## ABOUT THIS EXERCISE
Your task is to repeat the entries exactly from their first line through the line with "pub const EVENT_ID_MIN: u16 = 0x8000;", and to stop there.

## RECORDS
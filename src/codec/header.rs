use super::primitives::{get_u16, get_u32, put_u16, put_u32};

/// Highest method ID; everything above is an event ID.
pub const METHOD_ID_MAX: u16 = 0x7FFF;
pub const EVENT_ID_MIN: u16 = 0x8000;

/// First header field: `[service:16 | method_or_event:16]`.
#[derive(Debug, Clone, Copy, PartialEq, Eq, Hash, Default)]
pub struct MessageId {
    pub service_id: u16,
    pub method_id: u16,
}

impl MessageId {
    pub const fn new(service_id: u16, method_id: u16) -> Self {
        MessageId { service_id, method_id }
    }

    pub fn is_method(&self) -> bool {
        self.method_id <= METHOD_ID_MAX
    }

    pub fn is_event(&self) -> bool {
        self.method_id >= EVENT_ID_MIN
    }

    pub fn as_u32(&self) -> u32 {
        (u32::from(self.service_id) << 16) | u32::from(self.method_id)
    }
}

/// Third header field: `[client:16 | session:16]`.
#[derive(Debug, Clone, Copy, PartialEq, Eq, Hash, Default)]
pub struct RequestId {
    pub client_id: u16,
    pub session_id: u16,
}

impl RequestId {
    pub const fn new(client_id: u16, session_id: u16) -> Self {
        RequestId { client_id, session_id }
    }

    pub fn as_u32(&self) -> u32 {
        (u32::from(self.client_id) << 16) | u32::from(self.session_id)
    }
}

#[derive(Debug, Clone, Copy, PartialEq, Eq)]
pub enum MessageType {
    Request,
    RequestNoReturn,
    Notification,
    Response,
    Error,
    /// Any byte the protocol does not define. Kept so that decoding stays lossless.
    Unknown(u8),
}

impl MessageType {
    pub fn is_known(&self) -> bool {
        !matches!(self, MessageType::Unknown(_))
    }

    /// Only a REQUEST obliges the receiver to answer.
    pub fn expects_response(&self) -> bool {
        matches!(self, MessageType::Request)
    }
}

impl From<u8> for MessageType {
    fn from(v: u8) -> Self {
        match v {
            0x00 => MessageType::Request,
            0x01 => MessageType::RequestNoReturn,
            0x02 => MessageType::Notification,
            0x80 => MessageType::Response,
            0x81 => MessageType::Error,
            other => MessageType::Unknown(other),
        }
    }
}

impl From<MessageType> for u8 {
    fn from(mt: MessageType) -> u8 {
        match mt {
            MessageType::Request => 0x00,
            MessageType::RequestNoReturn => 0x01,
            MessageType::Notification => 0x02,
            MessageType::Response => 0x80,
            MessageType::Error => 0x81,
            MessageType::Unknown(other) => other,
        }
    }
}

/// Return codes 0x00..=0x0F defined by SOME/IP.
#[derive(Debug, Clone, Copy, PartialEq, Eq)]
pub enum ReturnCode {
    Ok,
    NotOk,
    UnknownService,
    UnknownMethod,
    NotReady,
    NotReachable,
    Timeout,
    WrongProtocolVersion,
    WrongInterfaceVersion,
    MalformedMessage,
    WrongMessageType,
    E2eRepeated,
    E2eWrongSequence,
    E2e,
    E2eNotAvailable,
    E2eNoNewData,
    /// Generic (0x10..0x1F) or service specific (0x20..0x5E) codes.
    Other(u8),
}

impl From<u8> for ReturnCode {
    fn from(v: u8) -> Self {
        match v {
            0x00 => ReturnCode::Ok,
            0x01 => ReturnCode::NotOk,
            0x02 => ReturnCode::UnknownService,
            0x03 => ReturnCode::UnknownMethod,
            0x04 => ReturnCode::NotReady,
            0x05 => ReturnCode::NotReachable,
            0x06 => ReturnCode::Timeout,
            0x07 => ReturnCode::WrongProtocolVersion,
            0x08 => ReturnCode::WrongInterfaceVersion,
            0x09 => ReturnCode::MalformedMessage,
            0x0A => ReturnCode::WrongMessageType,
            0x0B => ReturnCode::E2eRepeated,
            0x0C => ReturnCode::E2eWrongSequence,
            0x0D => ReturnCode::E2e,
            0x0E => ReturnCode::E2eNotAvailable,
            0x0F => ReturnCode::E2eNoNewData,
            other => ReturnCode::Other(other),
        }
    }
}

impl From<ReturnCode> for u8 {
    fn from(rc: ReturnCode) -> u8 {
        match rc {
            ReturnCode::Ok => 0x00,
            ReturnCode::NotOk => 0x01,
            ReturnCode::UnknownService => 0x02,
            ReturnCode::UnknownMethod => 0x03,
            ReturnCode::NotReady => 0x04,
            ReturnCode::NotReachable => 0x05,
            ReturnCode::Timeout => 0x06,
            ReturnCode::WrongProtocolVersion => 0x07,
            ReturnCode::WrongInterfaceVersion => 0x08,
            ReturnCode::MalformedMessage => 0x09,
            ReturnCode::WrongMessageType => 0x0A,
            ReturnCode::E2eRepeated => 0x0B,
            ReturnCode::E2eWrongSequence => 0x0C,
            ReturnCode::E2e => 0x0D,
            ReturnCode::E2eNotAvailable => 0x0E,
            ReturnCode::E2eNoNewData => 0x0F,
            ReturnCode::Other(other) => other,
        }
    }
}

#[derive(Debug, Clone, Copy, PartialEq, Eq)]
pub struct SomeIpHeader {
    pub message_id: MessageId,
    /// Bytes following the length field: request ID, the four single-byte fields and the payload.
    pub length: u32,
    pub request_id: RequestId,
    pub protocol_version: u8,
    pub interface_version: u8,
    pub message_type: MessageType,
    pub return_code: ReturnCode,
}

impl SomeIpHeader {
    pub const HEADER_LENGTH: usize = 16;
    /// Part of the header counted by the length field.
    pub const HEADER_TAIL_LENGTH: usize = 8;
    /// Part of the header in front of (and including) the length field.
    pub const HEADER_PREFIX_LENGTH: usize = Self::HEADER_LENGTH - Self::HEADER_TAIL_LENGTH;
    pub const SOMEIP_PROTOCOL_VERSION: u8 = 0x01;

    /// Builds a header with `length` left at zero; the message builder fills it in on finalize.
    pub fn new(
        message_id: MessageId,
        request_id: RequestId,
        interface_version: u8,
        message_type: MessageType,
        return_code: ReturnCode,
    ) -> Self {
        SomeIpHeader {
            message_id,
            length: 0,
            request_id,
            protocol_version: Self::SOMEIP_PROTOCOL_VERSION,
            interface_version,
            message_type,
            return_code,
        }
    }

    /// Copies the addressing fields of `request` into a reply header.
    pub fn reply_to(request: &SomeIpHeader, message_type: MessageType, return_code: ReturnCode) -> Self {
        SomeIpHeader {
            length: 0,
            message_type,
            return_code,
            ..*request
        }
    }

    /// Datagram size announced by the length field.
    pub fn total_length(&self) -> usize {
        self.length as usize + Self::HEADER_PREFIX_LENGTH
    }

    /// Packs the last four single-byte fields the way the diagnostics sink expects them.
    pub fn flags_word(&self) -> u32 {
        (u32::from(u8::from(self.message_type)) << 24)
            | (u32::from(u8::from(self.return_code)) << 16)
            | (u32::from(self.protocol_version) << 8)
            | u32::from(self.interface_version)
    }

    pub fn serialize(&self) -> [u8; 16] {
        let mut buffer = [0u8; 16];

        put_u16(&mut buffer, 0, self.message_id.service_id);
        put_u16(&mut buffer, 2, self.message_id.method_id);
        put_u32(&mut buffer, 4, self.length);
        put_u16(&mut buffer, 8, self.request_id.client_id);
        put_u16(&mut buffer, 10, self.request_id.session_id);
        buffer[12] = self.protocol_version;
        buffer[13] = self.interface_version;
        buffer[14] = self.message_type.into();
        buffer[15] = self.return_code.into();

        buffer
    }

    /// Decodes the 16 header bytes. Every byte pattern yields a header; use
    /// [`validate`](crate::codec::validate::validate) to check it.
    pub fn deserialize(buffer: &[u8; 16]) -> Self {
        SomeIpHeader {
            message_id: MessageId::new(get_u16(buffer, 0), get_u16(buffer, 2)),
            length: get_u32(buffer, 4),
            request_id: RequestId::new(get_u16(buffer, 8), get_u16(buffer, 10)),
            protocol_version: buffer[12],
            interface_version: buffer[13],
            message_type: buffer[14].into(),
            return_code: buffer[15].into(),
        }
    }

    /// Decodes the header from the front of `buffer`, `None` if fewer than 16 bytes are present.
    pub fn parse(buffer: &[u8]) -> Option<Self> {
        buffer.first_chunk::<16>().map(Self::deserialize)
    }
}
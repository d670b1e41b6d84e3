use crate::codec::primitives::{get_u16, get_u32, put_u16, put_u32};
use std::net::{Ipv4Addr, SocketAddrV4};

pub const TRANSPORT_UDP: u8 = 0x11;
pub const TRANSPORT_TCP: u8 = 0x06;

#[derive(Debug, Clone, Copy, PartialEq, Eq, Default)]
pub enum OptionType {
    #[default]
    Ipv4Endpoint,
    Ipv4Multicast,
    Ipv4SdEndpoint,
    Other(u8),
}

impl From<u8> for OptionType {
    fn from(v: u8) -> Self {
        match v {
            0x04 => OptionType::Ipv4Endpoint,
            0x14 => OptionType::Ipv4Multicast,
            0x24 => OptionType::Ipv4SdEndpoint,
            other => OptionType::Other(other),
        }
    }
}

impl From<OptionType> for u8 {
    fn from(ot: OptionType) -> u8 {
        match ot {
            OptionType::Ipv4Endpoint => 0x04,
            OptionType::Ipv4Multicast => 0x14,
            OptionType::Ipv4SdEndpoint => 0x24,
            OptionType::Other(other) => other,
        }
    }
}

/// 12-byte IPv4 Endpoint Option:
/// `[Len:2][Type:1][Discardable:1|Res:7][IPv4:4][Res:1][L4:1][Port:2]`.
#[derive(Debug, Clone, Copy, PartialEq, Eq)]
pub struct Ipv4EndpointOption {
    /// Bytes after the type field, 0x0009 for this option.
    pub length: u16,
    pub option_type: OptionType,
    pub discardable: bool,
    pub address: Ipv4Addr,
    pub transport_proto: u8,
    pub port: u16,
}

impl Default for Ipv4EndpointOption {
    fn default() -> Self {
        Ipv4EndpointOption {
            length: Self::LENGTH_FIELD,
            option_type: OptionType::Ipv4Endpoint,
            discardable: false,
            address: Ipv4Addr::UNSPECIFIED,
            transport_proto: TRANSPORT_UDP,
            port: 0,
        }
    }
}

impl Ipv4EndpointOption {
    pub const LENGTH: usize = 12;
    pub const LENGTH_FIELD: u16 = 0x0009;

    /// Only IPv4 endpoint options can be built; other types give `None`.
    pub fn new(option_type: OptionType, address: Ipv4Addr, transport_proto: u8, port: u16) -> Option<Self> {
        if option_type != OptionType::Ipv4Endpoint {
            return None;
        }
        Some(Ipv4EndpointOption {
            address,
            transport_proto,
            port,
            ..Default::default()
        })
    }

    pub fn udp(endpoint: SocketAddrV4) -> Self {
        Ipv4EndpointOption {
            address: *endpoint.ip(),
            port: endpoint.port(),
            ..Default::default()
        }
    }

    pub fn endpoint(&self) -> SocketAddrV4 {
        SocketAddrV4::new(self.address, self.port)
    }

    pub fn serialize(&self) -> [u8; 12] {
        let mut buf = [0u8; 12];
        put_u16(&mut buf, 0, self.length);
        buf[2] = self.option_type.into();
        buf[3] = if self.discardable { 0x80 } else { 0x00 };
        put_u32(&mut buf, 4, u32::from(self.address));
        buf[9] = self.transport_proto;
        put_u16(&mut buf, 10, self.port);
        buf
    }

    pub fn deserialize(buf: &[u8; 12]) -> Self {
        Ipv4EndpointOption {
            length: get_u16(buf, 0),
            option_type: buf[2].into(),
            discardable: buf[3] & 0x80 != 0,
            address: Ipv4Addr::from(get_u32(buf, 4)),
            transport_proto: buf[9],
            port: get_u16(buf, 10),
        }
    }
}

## EXERCISE ANSWER
filename src/codec/header.rs
use super::primitives::{get_u16, get_u32, put_u16, put_u32};

/// Highest method ID; everything above is an event ID.
pub const METHOD_ID_MAX: u16 = 0x7FFF;
pub const EVENT_ID_MIN: u16 = 0x8000;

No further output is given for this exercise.